したがって“iPad不要論者”だった私を、一夜にして“iPad信奉者”に改宗させた二人の師匠にただ感謝、感謝のひとことです。


3.スマートフォン[イーモバイルhtc]
家族(家内と娘)とのホットラインとして、病状の報告や依頼事項を毎朝メールを送っています。定例化してしまったため、うっかり忘れると「今朝は体調が悪いのですか?」などと督促される始末です。
4.デジカメ[カシオEX−H20G]
 治療予定のない土日など、体調の良い時には主治医から気分転換のため外出を推奨されていますので、付近散策の良き伴侶です。病院周辺は撮影対象が多いので結構楽しんでいます。“病に冒されてもデジカメは手放さない”を実行中です。“用心棒”として家内も同行しますので、入院後、自宅との往復で何かと負担を掛けている恩返しに懇切丁寧にガイドを務めました。(以上は、過去のことです。)
 ところが、最近“用心棒”が替わりました。
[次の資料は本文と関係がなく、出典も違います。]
//! Barge-in detection while a reply is playing.

use crate::audio::FrameQueue;
use crate::segment::SpeakingFlag;
use crate::vad::SharedClassifier;
use std::sync::Arc;
use tracing::debug;

/// One-shot speech gate polled by the playback loop. No state machine: each
/// poll classifies at most one queued frame and compares it to the threshold.
pub struct InterruptionMonitor {
    queue: Arc<FrameQueue>,
    classifier: SharedClassifier,
    speaking: Arc<SpeakingFlag>,
    threshold: f32,
}

impl InterruptionMonitor {
    pub fn new(
        queue: Arc<FrameQueue>,
        classifier: SharedClassifier,
        speaking: Arc<SpeakingFlag>,
        threshold: f32,
    ) -> Self {
        Self {
            queue,
            classifier,
            speaking,
            threshold,
        }
    }

    /// Non-blocking check for user speech. An empty queue is not an error;
    /// it simply means no signal this poll.
    pub fn poll(&self) -> bool {
        let Some(frame) = self.queue.try_recv() else {
            return false;
        };
        let probability = match self.classifier.lock() {
            Ok(mut classifier) => match classifier.speech_probability(&frame) {
                Ok(p) => p,
                Err(e) => {
                    debug!(error = %e, "interruption check could not classify frame");
                    return false;
                }
            },
            Err(_) => return false,
        };
        if probability > self.threshold {
            self.speaking.set(true);
            return true;
        }
        false
    }
}

#[cfg(test)]
mod tests {
    use super::*;
    use crate::audio::AudioFrame;
    use crate::error::VoiceResult;
    use crate::vad::{shared_classifier, SpeechClassifier};

    struct AmplitudeClassifier;

    impl SpeechClassifier for AmplitudeClassifier {
        fn speech_probability(&mut self, frame: &AudioFrame) -> VoiceResult<f32> {
            Ok(frame.samples.first().copied().unwrap_or(0.0).abs())
        }

        fn reset(&mut self) {}
    }

    fn monitor(queue: Arc<FrameQueue>, speaking: Arc<SpeakingFlag>) -> InterruptionMonitor {
        InterruptionMonitor::new(queue, shared_classifier(AmplitudeClassifier), speaking, 0.5)
    }

    #[test]
    fn empty_queue_reports_no_interruption() {
        let queue = Arc::new(FrameQueue::new());
        let speaking = Arc::new(SpeakingFlag::default());
        assert!(!monitor(queue, Arc::clone(&speaking)).poll());
        assert!(!speaking.get());
    }

    #[test]
    fn speech_frame_reports_interruption_and_marks_speaking() {
        let queue = Arc::new(FrameQueue::new());
        let speaking = Arc::new(SpeakingFlag::default());
        queue.push(AudioFrame::new(vec![0.9; 512], 16000));

        assert!(monitor(Arc::clone(&queue), Arc::clone(&speaking)).poll());
        assert!(speaking.get());
    }

    #[test]
    fn silence_frame_is_consumed_without_interruption() {
        let queue = Arc::new(FrameQueue::new());
        let speaking = Arc::new(SpeakingFlag::default());
        queue.push(AudioFrame::new(vec![0.1; 512], 16000));

        let m = monitor(Arc::clone(&queue), speaking);
        assert!(!m.poll());
        assert!(queue.try_recv().is_none(), "frame was consumed by the poll");
    }
}
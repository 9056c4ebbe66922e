//! The turn loop: capture → transcribe → converse → speak, with accounting.
//!
//! Everything here runs on the orchestration task. Capture and classifier
//! handles are not `Send`, so the orchestrator is driven from `block_on`
//! rather than a spawned task; cancellation arrives through the shared
//! listening flag and the playback handle.

use crate::audio::AudioCapture;
use crate::dialogue::DialogueBackend;
use crate::error::VoiceResult;
use crate::monitor::InterruptionMonitor;
use crate::playback::{PlaybackController, PlaybackStatus};
use crate::segment::SpeechSegmenter;
use crate::stt::TranscriptionEngine;
use crate::tts::SynthesisEngine;
use std::fmt;
use std::sync::atomic::{AtomicBool, Ordering};
use std::sync::Arc;
use tracing::{debug, info, warn};

/// How one turn ended. `Interrupted` is a normal outcome, not a failure.
#[derive(Debug, Clone, Copy, PartialEq, Eq)]
pub enum TurnOutcome {
    Completed,
    Interrupted,
    FailedCapture,
    FailedTranscription,
    FailedDialogue,
    FailedPlayback,
}

/// Per-session turn counters. Accounting only; nothing is persisted.
#[derive(Debug, Default, Clone, Copy, PartialEq, Eq)]
pub struct SessionStats {
    pub completed: u32,
    pub interrupted: u32,
    pub failed_capture: u32,
    pub failed_transcription: u32,
    pub failed_dialogue: u32,
    pub failed_playback: u32,
}

impl SessionStats {
    pub fn record(&mut self, outcome: TurnOutcome) {
        match outcome {
            TurnOutcome::Completed => self.completed += 1,
            TurnOutcome::Interrupted => self.interrupted += 1,
            TurnOutcome::FailedCapture => self.failed_capture += 1,
            TurnOutcome::FailedTranscription => self.failed_transcription += 1,
            TurnOutcome::FailedDialogue => self.failed_dialogue += 1,
            TurnOutcome::FailedPlayback => self.failed_playback += 1,
        }
    }

    pub fn total(&self) -> u32 {
        self.completed
            + self.interrupted
            + self.failed_capture
            + self.failed_transcription
            + self.failed_dialogue
            + self.failed_playback
    }

    pub fn failed(&self) -> u32 {
        self.failed_capture + self.failed_transcription + self.failed_dialogue + self.failed_playback
    }
}

impl fmt::Display for SessionStats {
    fn fmt(&self, f: &mut fmt::Formatter<'_>) -> fmt::Result {
        write!(
            f,
            "{} turns ({} completed, {} interrupted, {} failed)",
            self.total(),
            self.completed,
            self.interrupted,
            self.failed()
        )
    }
}

/// Drives the full conversation loop over the assembled components.
pub struct TurnOrchestrator {
    capture: AudioCapture,
    segmenter: SpeechSegmenter,
    monitor: InterruptionMonitor,
    playback: PlaybackController,
    stt: Box<dyn TranscriptionEngine>,
    tts: Box<dyn SynthesisEngine>,
    dialogue: Box<dyn DialogueBackend>,
    listening: Arc<AtomicBool>,
    session_id: Option<String>,
    stats: SessionStats,
}

impl TurnOrchestrator {
    #[allow(clippy::too_many_arguments)]
    pub fn new(
        capture: AudioCapture,
        segmenter: SpeechSegmenter,
        monitor: InterruptionMonitor,
        playback: PlaybackController,
        stt: Box<dyn TranscriptionEngine>,
        tts: Box<dyn SynthesisEngine>,
        dialogue: Box<dyn DialogueBackend>,
        listening: Arc<AtomicBool>,
    ) -> Self {
        Self {
            capture,
            segmenter,
            monitor,
            playback,
            stt,
            tts,
            dialogue,
            listening,
            session_id: None,
            stats: SessionStats::default(),
        }
    }

    /// Stop switch for any reply currently playing, usable from a shutdown
    /// handler while the orchestration task owns `self`.
    pub fn playback_handle(&self) -> crate::playback::PlaybackHandle {
        self.playback.handle()
    }

    /// Session id carried from the last successful dialogue exchange.
    pub fn session_id(&self) -> Option<&str> {
        self.session_id.as_deref()
    }

    pub fn stats(&self) -> SessionStats {
        self.stats
    }

    /// Run one turn. `None` means the session ended (listening flag cleared
    /// with no utterance pending); any `Some` outcome has been recorded.
    pub async fn run_turn(&mut self) -> Option<TurnOutcome> {
        let outcome = self.execute_turn().await?;
        self.stats.record(outcome);
        debug!(?outcome, "turn recorded");
        Some(outcome)
    }

    async fn execute_turn(&mut self) -> Option<TurnOutcome> {
        let Some(utterance) = self.segmenter.wait_for_utterance().await else {
            if self.listening.load(Ordering::Relaxed) {
                warn!("listening stopped without an utterance");
                return Some(TurnOutcome::FailedCapture);
            }
            return None;
        };

        let transcript = match self.stt.transcribe(&utterance).await {
            Ok(t) => t,
            Err(e) => {
                warn!(error = %e, "transcription failed");
                return Some(TurnOutcome::FailedTranscription);
            }
        };
        if transcript.text.trim().is_empty() {
            debug!("nothing understood in the utterance");
            return Some(TurnOutcome::FailedTranscription);
        }
        info!(text = %transcript.text, "🗣️ you said");

        let reply = match self
            .dialogue
            .converse(&transcript.text, self.session_id.as_deref())
            .await
        {
            Ok(r) => r,
            Err(e) => {
                warn!(error = %e, "dialogue backend failed");
                return Some(TurnOutcome::FailedDialogue);
            }
        };
        if let Some(id) = &reply.session_id {
            self.session_id = Some(id.clone());
        }
        info!(reply = %reply.reply, "💬 reply");
        if let Some(gloss) = &reply.gloss {
            debug!(%gloss, "reply gloss");
        }

        match self
            .playback
            .speak(&reply.reply, self.tts.as_ref(), &self.monitor)
            .await
        {
            PlaybackStatus::Completed => Some(TurnOutcome::Completed),
            // The backend already recorded the exchange; we only cut the audio.
            PlaybackStatus::Interrupted => Some(TurnOutcome::Interrupted),
            PlaybackStatus::Error => Some(TurnOutcome::FailedPlayback),
        }
    }

    /// Start capture and loop turns until the listening flag clears, then
    /// tear down and return the final accounting.
    pub async fn run(&mut self) -> VoiceResult<SessionStats> {
        self.capture.start()?;
        info!("🎧 voice loop running, speak when ready");

        while let Some(outcome) = self.run_turn().await {
            if outcome == TurnOutcome::Interrupted {
                info!("reply interrupted, listening again");
            }
        }

        self.capture.stop();
        self.playback.stop();
        info!(stats = %self.stats, "session over");
        Ok(self.stats)
    }
}
//! MongoDB persistence for extracted pool records.

pub mod repositories;

pub use repositories::{DATABASE_NAME, Database, LpTransactionRepository};
//! Repository implementations for MongoDB persistence.
//!
//! One collection, one document per extracted pool creation. The
//! connection is a value owned by the caller and handed to whichever
//! component needs it, there is no process-wide handle.

mod lp_transactions;

pub use lp_transactions::{COLLECTION_NAME, LpTransactionRepository};

use mongodb::Client;
use mongodb::bson::doc;
use mongodb::options::ClientOptions;

/// Name of the database holding extractor output.
pub const DATABASE_NAME: &str = "bot";

/// Database connection wrapper for repositories.
#[derive(Clone)]
pub struct Database {
    database: mongodb::Database,
}

impl Database {
    /// Connects to MongoDB and verifies the server is reachable.
    ///
    /// # Arguments
    /// * `uri` - MongoDB connection string
    ///
    /// # Errors
    /// Returns an error if the URI does not parse or the server does not
    /// answer a ping.
    pub async fn connect(uri: &str) -> Result<Self, mongodb::error::Error> {
        let options = ClientOptions::parse(uri).await?;
        let client = Client::with_options(options)?;
        let database = client.database(DATABASE_NAME);
        // Client construction is lazy; the ping forces a round trip so an
        // unreachable server fails here instead of at the first insert.
        database.run_command(doc! { "ping": 1 }, None).await?;
        Ok(Self { database })
    }

    /// Creates an LpTransactionRepository instance.
    #[must_use]
    pub fn lp_transactions(&self) -> LpTransactionRepository {
        LpTransactionRepository::new(self.database.collection(COLLECTION_NAME))
    }
}
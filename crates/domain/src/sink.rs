//! Port through which extracted records reach storage.

use crate::entities::LpPoolRecord;
use anyhow::Result;
use async_trait::async_trait;

/// Destination for extracted pool records.
///
/// Implemented by the MongoDB repository in `raydium-lp-data`; tests
/// substitute in-memory implementations.
#[async_trait]
pub trait RecordSink: Send + Sync {
    /// Persists one record.
    async fn save(&self, record: &LpPoolRecord) -> Result<()>;
}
新しい用心棒は点滴の架台です。放射線治療の経過とともに、副作用とみられる食欲減退で、栄養剤の点滴をすることになりました。これが毎日、日中10時間かかりますので、楽しみだった気分転換の外出ができなくなってしまいました。
 しかし、“窮すれば通ず”です。点滴の架台を従者にして、院内の撮影スポットで同病仲間と一緒に撮り続けています。その成果は、追って“病臥雑感”に登場させたいと思っています。
5.電子辞書[カシオEX−word]
 文章、エッセイを書く際に読みや漢字の確認のため「広辞苑」を使っています。掌に入るサイズのため、手頃で便利です。歳とともに利用する回数が増えています。
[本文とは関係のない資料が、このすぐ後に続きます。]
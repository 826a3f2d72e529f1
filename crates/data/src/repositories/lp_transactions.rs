//! Repository for extracted pool-creation records.

use async_trait::async_trait;
use futures::TryStreamExt;
use mongodb::Collection;
use mongodb::bson::{Bson, doc};
use mongodb::options::FindOptions;
use raydium_lp_domain::{LpPoolRecord, RecordSink};
use tracing::info;

/// Collection holding one document per extracted pool creation.
pub const COLLECTION_NAME: &str = "raydium_lp_transactions";

/// Repository over the pool-creation collection.
#[derive(Clone)]
pub struct LpTransactionRepository {
    collection: Collection<LpPoolRecord>,
}

impl LpTransactionRepository {
    /// Creates a new LpTransactionRepository.
    #[must_use]
    pub fn new(collection: Collection<LpPoolRecord>) -> Self {
        Self { collection }
    }

    /// Inserts one record and returns the store-assigned identifier.
    ///
    /// # Errors
    /// Returns an error if the insert fails.
    pub async fn insert(&self, record: &LpPoolRecord) -> Result<Bson, mongodb::error::Error> {
        let result = self.collection.insert_one(record, None).await?;
        info!(id = %result.inserted_id, amm_id = %record.amm_id, "pool record stored");
        Ok(result.inserted_id)
    }

    /// Finds a record by its AMM pool address.
    ///
    /// # Errors
    /// Returns an error if the query fails.
    pub async fn find_by_amm_id(
        &self,
        amm_id: &str,
    ) -> Result<Option<LpPoolRecord>, mongodb::error::Error> {
        self.collection.find_one(doc! { "ammId": amm_id }, None).await
    }

    /// Returns the most recently stored records, newest first.
    ///
    /// # Errors
    /// Returns an error if the query fails.
    pub async fn find_recent(
        &self,
        limit: i64,
    ) -> Result<Vec<LpPoolRecord>, mongodb::error::Error> {
        let options = FindOptions::builder()
            .sort(doc! { "_id": -1 })
            .limit(limit)
            .build();
        let cursor = self.collection.find(None, options).await?;
        cursor.try_collect().await
    }
}

#[async_trait]
impl RecordSink for LpTransactionRepository {
    async fn save(&self, record: &LpPoolRecord) -> anyhow::Result<()> {
        self.insert(record).await?;
        Ok(())
    }
}
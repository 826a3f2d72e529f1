//! Command Line Interface for the Raydium LP extractor.
use anyhow::{Context, Result};
use clap::{Parser, Subcommand};
use dotenv::dotenv;
use raydium_lp_data::Database;
use raydium_lp_protocols::RpcProvider;
use raydium_lp_protocols::raydium::{LpTransactionExtractor, RAYDIUM_AMM_V4_PROGRAM_ID};
use solana_sdk::pubkey::Pubkey;
use solana_sdk::signature::Signature;
use std::env;
use std::str::FromStr;
use std::sync::Arc;
use tracing::info;

#[derive(Parser)]
#[command(name = "raydium-lp-cli")]
#[command(about = "Raydium AMM pool-creation transaction extractor", long_about = None)]
struct Cli {
    #[command(subcommand)]
    command: Commands,
}

#[derive(Subcommand)]
enum Commands {
    /// Fetch one transaction and extract its pool-creation record
    Extract {
        /// Transaction signature (base58)
        signature: String,
    },
    /// Look up a stored record by its AMM pool address
    Show {
        /// AMM pool address (base58)
        amm_id: String,
    },
    /// Show recently stored pool records
    List {
        /// Maximum number of records to print
        #[arg(short, long, default_value_t = 10)]
        limit: i64,
    },
}

#[tokio::main]
async fn main() -> Result<()> {
    dotenv().ok();
    tracing_subscriber::fmt::init();

    let cli = Cli::parse();

    let mongo_uri =
        env::var("MONGO_URI").context("MONGO_URI must be set in .env or environment")?;
    let database = Database::connect(&mongo_uri).await?;
    info!("connected to MongoDB");

    match &cli.command {
        Commands::Extract { signature } => {
            let rpc_url = env::var("SOLANA_RPC_URL")
                .context("SOLANA_RPC_URL must be set in .env or environment")?;
            let program_id = env::var("RAYDIUM_AMM_PROGRAM_ID")
                .unwrap_or_else(|_| RAYDIUM_AMM_V4_PROGRAM_ID.to_string());
            let program_id = Pubkey::from_str(&program_id)
                .context("RAYDIUM_AMM_PROGRAM_ID is not a valid pubkey")?;
            let signature =
                Signature::from_str(signature).context("signature is not valid base58")?;

            let extractor = LpTransactionExtractor::new(
                RpcProvider::new(rpc_url),
                program_id,
                Arc::new(database.lp_transactions()),
            );
            match extractor.process_transaction(&signature).await? {
                Some(record) => println!("{}", serde_json::to_string_pretty(&record)?),
                None => println!("No pool-creation instruction found for {signature}"),
            }
        }
        Commands::Show { amm_id } => {
            match database.lp_transactions().find_by_amm_id(amm_id).await? {
                Some(record) => println!("{}", serde_json::to_string_pretty(&record)?),
                None => println!("No stored record for {amm_id}"),
            }
        }
        Commands::List { limit } => {
            let records = database.lp_transactions().find_recent(*limit).await?;
            if records.is_empty() {
                println!("No stored pool records.");
            }
            for record in records {
                println!(
                    "{}  coin={}  pc={}  deployer={}",
                    record.amm_id, record.coin_mint, record.pc_mint, record.deployer
                );
            }
        }
    }

    Ok(())
}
6.外付けHD[サムスン HD502HI](500GB)
 この2年間に撮影したデジカメ写真の保存用倉庫です。空きスペースはわずかですので、かなりの写真が蓄積されています。年別、月別、日別に保存していますので、私の書くエッセイの写真の源です。じつは、この外付けHDは3号機で、1号機と2号機(いずれも250GB)は自宅待機中です。
7.ソニーのウオークマン:Wシリーズ[NWD−W200] 2GB
これも岡谷に住む“パソコンの達人”の推奨により、数年前に購入したものです。私のお気に入りのバッハのマタイ受難曲、カンタータ、無伴奏チェロ組曲、インベンションとモーツアルトの管楽器の協奏曲全曲、ピアノソナタ、声学曲など名曲、長短数十曲をCDから転送してあったものを、自宅からそのまま持ち込みました。
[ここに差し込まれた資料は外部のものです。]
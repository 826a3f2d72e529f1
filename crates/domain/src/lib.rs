//! Domain types for the Raydium LP extractor.
//!
//! Holds the pool record produced by transaction extraction and the
//! sink port through which records reach persistent storage. This crate
//! knows nothing about Solana RPC or MongoDB.

pub mod entities;
pub mod sink;

pub use entities::LpPoolRecord;
pub use sink::RecordSink;
impl ConnectionHandler {
    pub(crate) fn new(dispatcher: Arc<Dispatcher>) -> Arc<ConnectionHandler> {
        let pending_connack: Arc<Mutex<Option<oneshot::Sender<Connack>>>> =
            Arc::new(Mutex::new(None));
        let ping_outstanding = Arc::new(AtomicU32::new(0));

        {
            let pending_connack = Arc::clone(&pending_connack);
            dispatcher.register(
                PacketType::Connack,
                Box::new(move |_, parsed| {
                    if let Packet::Connack(connack) = parsed {
                        match pending_connack
                            .lock()
                            .expect("pending connack lock poisoned")
                            .take()
                        {
                            Some(waiting) => {
                                let _ = waiting.send(*connack);
                            }
                            None => {
                                tracing::debug!("Unsolicited ConnAck dropped");
                            }
                        }
                    }
                }),
            );
        }

        {
            let ping_outstanding = Arc::clone(&ping_outstanding);
            dispatcher.register(
                PacketType::Pingresp,
                Box::new(move |_, _| {
                    tracing::trace!("Ping response received");
                    ping_outstanding.store(0, Ordering::Relaxed);
                }),
            );
        }

        Arc::new(ConnectionHandler {
            dispatcher,
            state: Arc::new(Mutex::new(ConnectionState::Disconnected)),
            outgoing: Arc::new(Mutex::new(None)),
            pending_connack,
            on_disconnected: Mutex::new(None),
            close_observers: Mutex::new(Vec::new()),
            tasks: Mutex::new(ConnectionTasks::default()),
            start: tokio::time::Instant::now(),
            last_sent: Arc::new(AtomicU64::new(0)),
            ping_outstanding,
        })
    }

    pub(crate) fn packet_sender(&self) -> PacketSender {
        PacketSender {
            state: Arc::clone(&self.state),
            outgoing: Arc::clone(&self.outgoing),
        }
    }

    pub(crate) fn state(&self) -> ConnectionState {
        *self.state.lock().expect("state lock poisoned")
    }

    pub(crate) fn set_on_disconnected(&self, callback: OnDisconnected) {
        *self
            .on_disconnected
            .lock()
            .expect("callback lock poisoned") = Some(callback);
    }

    /// Close observers run before the user callback whenever the session
    /// ends without the caller asking; managers use them to abort
    /// in-flight waits.
    pub(crate) fn register_close_observer(&self, observer: CloseObserver) {
        self.close_observers
            .lock()
            .expect("observer lock poisoned")
            .push(observer);
    }

    pub(crate) async fn connect(
        self: &Arc<Self>,
        transport: MqttConnectTransport,
        connect_packet: MqttPacket,
        keep_alive: KeepAlive,
    ) -> Result<Connack, MqttError> {
        {
            let mut state = self.state.lock().expect("state lock poisoned");
            match *state {
                ConnectionState::Disconnected | ConnectionState::Faulted => {
                    *state = ConnectionState::Connecting;
                }
                _ => return Err(MqttError::AlreadyConnected),
            }
        }

        for packet_type in [
            PacketType::Connack,
            PacketType::Publish,
            PacketType::Puback,
            PacketType::Pubrec,
            PacketType::Pubrel,
            PacketType::Pubcomp,
            PacketType::Suback,
            PacketType::Unsuback,
            PacketType::Pingresp,
        ] {
            debug_assert!(
                self.dispatcher.has_handler(packet_type),
                "no handler registered for {packet_type:?}"
            );
        }

        let connection = MqttConnection::from(transport);
        let (read_half, write_half) = tokio::io::split(connection);
        let mut framed_read = FramedRead::new(read_half, MqttPacketCodec);
        let mut framed_write = FramedWrite::new(write_half, MqttPacketCodec);

        let (sender, mut receiver) = tokio::sync::mpsc::unbounded_channel::<MqttPacket>();
        *self.outgoing.lock().expect("outgoing lock poisoned") = Some(sender);
        self.ping_outstanding.store(0, Ordering::Relaxed);

        let last_sent = Arc::clone(&self.last_sent);
        let start = self.start;
        let write_task = tokio::spawn(async move {
            while let Some(packet) = receiver.recv().await {
                tracing::trace!(packet_type = ?packet.packet_type(), "Writing packet");
                if let Err(error) = framed_write.send(packet).await {
                    tracing::error!(?error, "Transport write failed");
                    break;
                }
                last_sent.store(start.elapsed().as_secs(), Ordering::Relaxed);
            }
            let _ = framed_write.flush().await;
        });

        let this = Arc::clone(self);
        let read_task = tokio::spawn(async move {
            loop {
                match framed_read.next().await {
                    Some(Ok(packet)) => {
                        tracing::trace!(packet_type = ?packet.packet_type(), "Received packet");
                        if let Err(error) = this.dispatcher.dispatch(&packet) {
                            tracing::error!(?error, "Received an unprocessable packet");
                            this.connection_lost(DisconnectReason::Protocol(error));
                            break;
                        }
                    }
                    Some(Err(error)) => {
                        tracing::error!(?error, "Transport decode failed");
                        this.connection_lost(DisconnectReason::Protocol(error.into()));
                        break;
                    }
                    None => {
                        tracing::debug!("Transport closed by peer");
                        this.connection_lost(DisconnectReason::TransportClosed);
                        break;
                    }
                }
            }
        });

        {
            let mut tasks = self.tasks.lock().expect("task lock poisoned");
            tasks.read = Some(read_task);
            tasks.write = Some(write_task);
        }

        let (ack_sender, ack_receiver) = oneshot::channel();
        *self
            .pending_connack
            .lock()
            .expect("pending connack lock poisoned") = Some(ack_sender);

        if let Err(error) = self.packet_sender().send(connect_packet) {
            self.teardown(ConnectionState::Faulted);
            return Err(error);
        }

        let connack = match tokio::time::timeout(CONNACK_TIMEOUT, ack_receiver).await {
            Ok(Ok(connack)) => connack,
            Ok(Err(_)) => {
                self.teardown(ConnectionState::Faulted);
                return Err(MqttError::Disconnected);
            }
            Err(_) => {
                tracing::warn!("No ConnAck within {CONNACK_TIMEOUT:?}");
                self.teardown(ConnectionState::Faulted);
                return Err(MqttError::ConnectTimeout);
            }
        };

        if connack.return_code != ConnectReturnCode::Accepted {
            tracing::warn!(return_code = ?connack.return_code, "Broker refused the connection");
            self.teardown(ConnectionState::Disconnected);
            return Err(MqttError::ConnectionRefused(connack.return_code));
        }

        *self.state.lock().expect("state lock poisoned") = ConnectionState::Connected;

        match keep_alive {
            KeepAlive::Seconds(period) => {
                let handle = crate::keep_alive::spawn(
                    period,
                    self.packet_sender(),
                    Arc::clone(&self.last_sent),
                    Arc::clone(&self.ping_outstanding),
                    self.start,
                    Arc::downgrade(self),
                );
                self.tasks.lock().expect("task lock poisoned").keep_alive = Some(handle);
            }
            KeepAlive::Disabled => {
                tracing::info!("Keep alive is disabled, no ping requests will be sent");
            }
        }

        tracing::debug!("Connection established");
        Ok(connack)
    }

    /// The unsolicited-disconnect path. Fires the user callback exactly
    /// once per established connection.
    pub(crate) fn connection_lost(&self, reason: DisconnectReason) {
        let was_connected = {
            let mut state = self.state.lock().expect("state lock poisoned");
            match *state {
                ConnectionState::Connected => {
                    *state = ConnectionState::Disconnected;
                    true
                }
                ConnectionState::Connecting => {
                    *state = ConnectionState::Faulted;
                    false
                }
                _ => false,
            }
        };

        *self.outgoing.lock().expect("outgoing lock poisoned") = None;
        // A handshake still waiting sees its channel close.
        self.pending_connack
            .lock()
            .expect("pending connack lock poisoned")
            .take();

        if !was_connected {
            return;
        }

        self.abort_tasks();

        tracing::warn!(?reason, "Connection lost");

        {
            let observers = self.close_observers.lock().expect("observer lock poisoned");
            for observer in observers.iter() {
                observer();
            }
        }

        let callback = self.on_disconnected.lock().expect("callback lock poisoned");
        if let Some(callback) = callback.as_ref() {
            callback(&reason);
        }
    }

    /// Sends Disconnect best-effort, drains the writer, closes the
    /// transport and resets the state. Does not fire `on_disconnected`.
    pub(crate) async fn disconnect(&self) -> Result<(), MqttError> {
        {
            let mut state = self.state.lock().expect("state lock poisoned");
            match *state {
                ConnectionState::Connected => *state = ConnectionState::Disconnecting,
                ConnectionState::Disconnected => return Ok(()),
                _ => {
                    *state = ConnectionState::Disconnecting;
                }
            }
        }

        if let Ok(packet) = MqttPacket::from_packet(&Packet::Disconnect) {
            let _ = self.packet_sender().send(packet);
        }

        // Dropping the sender lets the write task drain what is queued,
        // the Disconnect included, before the transport goes away.
        *self.outgoing.lock().expect("outgoing lock poisoned") = None;

        let write = self.tasks.lock().expect("task lock poisoned").write.take();
        if let Some(write) = write {
            let _ = write.await;
        }

        self.abort_tasks();
        self.pending_connack
            .lock()
            .expect("pending connack lock poisoned")
            .take();

        *self.state.lock().expect("state lock poisoned") = ConnectionState::Disconnected;
        tracing::debug!("Disconnected");

        Ok(())
    }

    fn abort_tasks(&self) {
        let taken = {
            let mut tasks = self.tasks.lock().expect("task lock poisoned");
            [
                tasks.read.take(),
                tasks.write.take(),
                tasks.keep_alive.take(),
            ]
        };
        for handle in taken.into_iter().flatten() {
            handle.abort();
        }
    }

    fn teardown(&self, final_state: ConnectionState) {
        self.abort_tasks();
        *self.outgoing.lock().expect("outgoing lock poisoned") = None;
        self.pending_connack
            .lock()
            .expect("pending connack lock poisoned")
            .take();
        *self.state.lock().expect("state lock poisoned") = final_state;
    }
}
 コードレスで、パソコンに向かっているときも、ベッドに横たわっているときも邪魔にならず便利で、音漏れもしないので真夜中にも聴いています。3分充電で9分再生、90分フル充電で、12時間も再生できます。
8.USBメモリー
 機器というほどではありませんが、容量さまざまの8個のUSBメモリーを持ってきました。雑然と保存していたので、内容別にまとめたり、重複したものを削除したりして、3個を空にしました。
 以上のように、自宅のPCコーナーがそのまま移動したとほぼ同様な状態で不便を感じません。今回の入院を意識したわけではありませんが、全てコンパクトサイズで狭い病室にぴったりと収まっています。5個あるコンセントも全て有効に活用させていただいています。
 病室にはテレビが置かれ、売店に行けば新聞もありますが、あえてテレビも新聞も避けてきました。“竹林の七賢人”に習って“和楽備の一閑人”は、今や“病室の一患人”と変身して、まず膵臓ガンの治療を最優先し、次に頭を固くしないようにパソコンに向かい、体を柔軟にするようベッドの上で真向法体操に励むという仙人のような生活を送っているところです。